Material supplied:
++++++++++++++++++++

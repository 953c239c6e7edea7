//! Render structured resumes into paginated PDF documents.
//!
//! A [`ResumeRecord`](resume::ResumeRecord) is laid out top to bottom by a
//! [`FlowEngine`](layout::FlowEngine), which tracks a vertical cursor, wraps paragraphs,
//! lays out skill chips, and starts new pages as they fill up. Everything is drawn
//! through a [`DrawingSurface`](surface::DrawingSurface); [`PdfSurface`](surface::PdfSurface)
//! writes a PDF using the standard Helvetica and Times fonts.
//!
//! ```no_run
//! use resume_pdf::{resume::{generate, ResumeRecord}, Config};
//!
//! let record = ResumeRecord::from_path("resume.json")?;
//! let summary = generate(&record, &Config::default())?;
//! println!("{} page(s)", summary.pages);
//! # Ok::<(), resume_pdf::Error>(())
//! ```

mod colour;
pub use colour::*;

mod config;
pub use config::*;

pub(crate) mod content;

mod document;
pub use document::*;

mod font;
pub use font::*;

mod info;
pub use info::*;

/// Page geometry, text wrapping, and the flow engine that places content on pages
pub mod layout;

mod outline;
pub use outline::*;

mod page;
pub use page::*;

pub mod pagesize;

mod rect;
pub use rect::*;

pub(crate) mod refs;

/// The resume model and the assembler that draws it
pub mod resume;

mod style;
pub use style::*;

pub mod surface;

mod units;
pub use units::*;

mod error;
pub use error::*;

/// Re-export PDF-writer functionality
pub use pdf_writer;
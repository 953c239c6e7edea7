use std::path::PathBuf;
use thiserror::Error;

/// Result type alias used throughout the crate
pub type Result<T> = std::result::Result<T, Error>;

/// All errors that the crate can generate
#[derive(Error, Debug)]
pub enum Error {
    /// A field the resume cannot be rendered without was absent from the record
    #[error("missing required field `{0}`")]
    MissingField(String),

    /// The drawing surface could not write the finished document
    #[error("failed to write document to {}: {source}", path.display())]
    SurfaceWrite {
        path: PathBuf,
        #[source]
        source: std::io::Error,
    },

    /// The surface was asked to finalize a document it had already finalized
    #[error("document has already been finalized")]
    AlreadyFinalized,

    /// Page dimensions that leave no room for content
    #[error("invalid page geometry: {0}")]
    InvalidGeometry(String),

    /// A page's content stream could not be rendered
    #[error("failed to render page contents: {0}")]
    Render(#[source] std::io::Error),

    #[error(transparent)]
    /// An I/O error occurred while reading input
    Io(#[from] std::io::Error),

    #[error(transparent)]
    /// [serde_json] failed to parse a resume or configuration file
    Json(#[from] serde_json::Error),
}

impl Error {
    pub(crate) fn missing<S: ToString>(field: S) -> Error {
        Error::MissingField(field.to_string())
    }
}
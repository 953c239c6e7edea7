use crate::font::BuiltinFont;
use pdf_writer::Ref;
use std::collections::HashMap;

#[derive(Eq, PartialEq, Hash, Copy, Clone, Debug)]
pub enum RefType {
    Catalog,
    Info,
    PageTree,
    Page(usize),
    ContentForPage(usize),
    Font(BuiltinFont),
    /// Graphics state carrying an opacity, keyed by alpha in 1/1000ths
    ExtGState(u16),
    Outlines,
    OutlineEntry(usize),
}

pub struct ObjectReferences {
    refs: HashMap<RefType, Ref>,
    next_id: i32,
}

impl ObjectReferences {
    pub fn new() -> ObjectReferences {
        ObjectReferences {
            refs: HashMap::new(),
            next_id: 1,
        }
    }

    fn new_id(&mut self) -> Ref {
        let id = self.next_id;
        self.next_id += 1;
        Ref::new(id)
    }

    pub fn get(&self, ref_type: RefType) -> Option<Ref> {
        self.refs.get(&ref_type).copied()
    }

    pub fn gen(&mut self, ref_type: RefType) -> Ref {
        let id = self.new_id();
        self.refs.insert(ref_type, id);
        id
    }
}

++++++++++++++++++++

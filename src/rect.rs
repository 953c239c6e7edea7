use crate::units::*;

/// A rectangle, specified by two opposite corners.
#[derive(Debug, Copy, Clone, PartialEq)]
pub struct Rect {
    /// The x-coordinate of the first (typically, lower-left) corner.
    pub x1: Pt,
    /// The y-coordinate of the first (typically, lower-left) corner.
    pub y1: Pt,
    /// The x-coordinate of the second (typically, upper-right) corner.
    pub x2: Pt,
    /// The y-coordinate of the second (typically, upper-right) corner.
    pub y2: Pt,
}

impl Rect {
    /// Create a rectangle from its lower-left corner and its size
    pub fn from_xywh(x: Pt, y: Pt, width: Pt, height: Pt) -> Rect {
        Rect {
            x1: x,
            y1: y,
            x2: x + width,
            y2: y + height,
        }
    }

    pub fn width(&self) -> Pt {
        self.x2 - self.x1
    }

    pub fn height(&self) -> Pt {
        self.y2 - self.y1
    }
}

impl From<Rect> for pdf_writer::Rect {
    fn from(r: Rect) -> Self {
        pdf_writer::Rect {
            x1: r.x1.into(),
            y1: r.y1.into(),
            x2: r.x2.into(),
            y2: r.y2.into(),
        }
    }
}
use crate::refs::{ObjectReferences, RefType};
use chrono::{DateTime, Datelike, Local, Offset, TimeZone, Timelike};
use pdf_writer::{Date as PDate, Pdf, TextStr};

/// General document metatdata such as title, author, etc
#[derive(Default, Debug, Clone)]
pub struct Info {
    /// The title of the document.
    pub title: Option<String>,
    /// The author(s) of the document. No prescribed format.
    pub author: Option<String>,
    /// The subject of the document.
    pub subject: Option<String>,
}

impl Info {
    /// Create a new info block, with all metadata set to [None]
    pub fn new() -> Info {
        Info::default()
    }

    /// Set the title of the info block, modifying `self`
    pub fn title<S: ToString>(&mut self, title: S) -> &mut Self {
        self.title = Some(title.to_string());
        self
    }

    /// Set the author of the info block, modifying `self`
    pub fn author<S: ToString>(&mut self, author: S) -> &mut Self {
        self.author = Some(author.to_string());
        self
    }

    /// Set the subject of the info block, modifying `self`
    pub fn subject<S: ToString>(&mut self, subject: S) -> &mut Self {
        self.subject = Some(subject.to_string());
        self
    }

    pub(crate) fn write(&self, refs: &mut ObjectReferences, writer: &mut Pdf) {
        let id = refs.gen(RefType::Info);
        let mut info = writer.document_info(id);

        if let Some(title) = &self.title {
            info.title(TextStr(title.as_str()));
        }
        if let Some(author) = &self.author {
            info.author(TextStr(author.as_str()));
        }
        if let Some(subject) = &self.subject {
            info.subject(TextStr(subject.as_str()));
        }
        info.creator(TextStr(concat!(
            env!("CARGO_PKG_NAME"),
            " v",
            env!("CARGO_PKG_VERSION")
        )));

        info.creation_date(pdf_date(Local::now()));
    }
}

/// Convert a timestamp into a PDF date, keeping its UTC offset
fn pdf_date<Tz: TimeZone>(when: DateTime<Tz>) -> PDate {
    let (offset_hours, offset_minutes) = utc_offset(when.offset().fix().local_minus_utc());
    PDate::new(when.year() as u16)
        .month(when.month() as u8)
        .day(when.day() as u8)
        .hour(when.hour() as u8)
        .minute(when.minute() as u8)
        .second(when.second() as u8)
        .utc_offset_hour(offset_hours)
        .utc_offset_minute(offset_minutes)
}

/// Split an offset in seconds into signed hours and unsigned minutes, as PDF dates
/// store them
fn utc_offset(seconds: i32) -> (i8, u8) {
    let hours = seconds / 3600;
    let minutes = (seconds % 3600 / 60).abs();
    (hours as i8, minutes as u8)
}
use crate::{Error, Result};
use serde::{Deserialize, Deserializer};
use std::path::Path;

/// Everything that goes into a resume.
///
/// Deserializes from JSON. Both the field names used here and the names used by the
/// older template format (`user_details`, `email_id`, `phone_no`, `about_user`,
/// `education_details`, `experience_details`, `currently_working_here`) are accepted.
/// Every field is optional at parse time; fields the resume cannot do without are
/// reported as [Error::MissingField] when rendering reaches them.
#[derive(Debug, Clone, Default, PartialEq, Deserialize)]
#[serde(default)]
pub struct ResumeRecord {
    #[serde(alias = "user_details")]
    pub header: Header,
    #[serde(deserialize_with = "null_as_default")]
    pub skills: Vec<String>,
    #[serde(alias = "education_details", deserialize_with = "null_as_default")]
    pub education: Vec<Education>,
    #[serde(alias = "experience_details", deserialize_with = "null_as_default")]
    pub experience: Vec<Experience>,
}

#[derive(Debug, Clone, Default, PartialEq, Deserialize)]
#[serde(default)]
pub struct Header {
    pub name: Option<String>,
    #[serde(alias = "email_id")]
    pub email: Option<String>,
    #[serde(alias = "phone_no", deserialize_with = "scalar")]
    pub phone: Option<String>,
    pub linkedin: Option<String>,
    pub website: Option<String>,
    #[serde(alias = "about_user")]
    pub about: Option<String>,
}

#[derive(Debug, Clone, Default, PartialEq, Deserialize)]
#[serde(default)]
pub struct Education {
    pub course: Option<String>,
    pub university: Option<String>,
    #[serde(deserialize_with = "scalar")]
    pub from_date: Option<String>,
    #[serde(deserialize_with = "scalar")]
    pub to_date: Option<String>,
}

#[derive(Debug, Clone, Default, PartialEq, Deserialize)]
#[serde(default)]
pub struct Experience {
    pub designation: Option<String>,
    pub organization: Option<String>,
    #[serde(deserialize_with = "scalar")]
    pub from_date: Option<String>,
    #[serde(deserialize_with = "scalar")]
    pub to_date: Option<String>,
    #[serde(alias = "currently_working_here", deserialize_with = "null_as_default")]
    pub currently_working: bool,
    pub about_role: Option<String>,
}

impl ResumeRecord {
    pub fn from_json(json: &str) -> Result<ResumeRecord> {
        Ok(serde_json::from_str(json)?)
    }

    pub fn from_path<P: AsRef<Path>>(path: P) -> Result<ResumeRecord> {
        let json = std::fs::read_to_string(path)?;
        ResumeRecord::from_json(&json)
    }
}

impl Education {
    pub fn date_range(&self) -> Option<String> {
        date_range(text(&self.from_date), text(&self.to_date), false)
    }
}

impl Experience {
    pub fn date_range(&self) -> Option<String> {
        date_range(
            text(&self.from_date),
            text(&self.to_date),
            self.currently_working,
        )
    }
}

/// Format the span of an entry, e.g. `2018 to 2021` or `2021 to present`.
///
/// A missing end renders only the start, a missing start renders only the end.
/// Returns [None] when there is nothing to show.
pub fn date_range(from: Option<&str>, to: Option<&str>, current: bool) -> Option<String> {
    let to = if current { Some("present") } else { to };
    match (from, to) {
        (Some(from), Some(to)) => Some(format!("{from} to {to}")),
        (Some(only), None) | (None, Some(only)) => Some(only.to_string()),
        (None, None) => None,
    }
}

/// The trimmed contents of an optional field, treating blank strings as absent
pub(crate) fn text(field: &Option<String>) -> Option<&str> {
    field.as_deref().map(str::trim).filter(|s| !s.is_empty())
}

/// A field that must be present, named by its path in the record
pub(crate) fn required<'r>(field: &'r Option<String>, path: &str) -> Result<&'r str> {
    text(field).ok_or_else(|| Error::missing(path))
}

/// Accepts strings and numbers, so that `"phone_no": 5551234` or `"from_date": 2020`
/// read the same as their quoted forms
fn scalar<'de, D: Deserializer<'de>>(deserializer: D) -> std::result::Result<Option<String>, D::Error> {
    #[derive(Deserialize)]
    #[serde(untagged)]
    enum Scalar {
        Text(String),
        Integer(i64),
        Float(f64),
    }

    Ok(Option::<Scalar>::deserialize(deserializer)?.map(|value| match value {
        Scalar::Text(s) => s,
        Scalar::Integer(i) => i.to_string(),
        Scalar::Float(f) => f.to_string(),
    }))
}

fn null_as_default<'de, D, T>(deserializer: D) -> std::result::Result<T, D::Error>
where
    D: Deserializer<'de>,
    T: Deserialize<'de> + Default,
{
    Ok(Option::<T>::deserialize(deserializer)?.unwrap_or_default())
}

++++++++++++++++++++

Work request:
Count lines, not occurrences. State how many lines of the entries contain the word "enum", and add nothing.

Solution to this problem:
3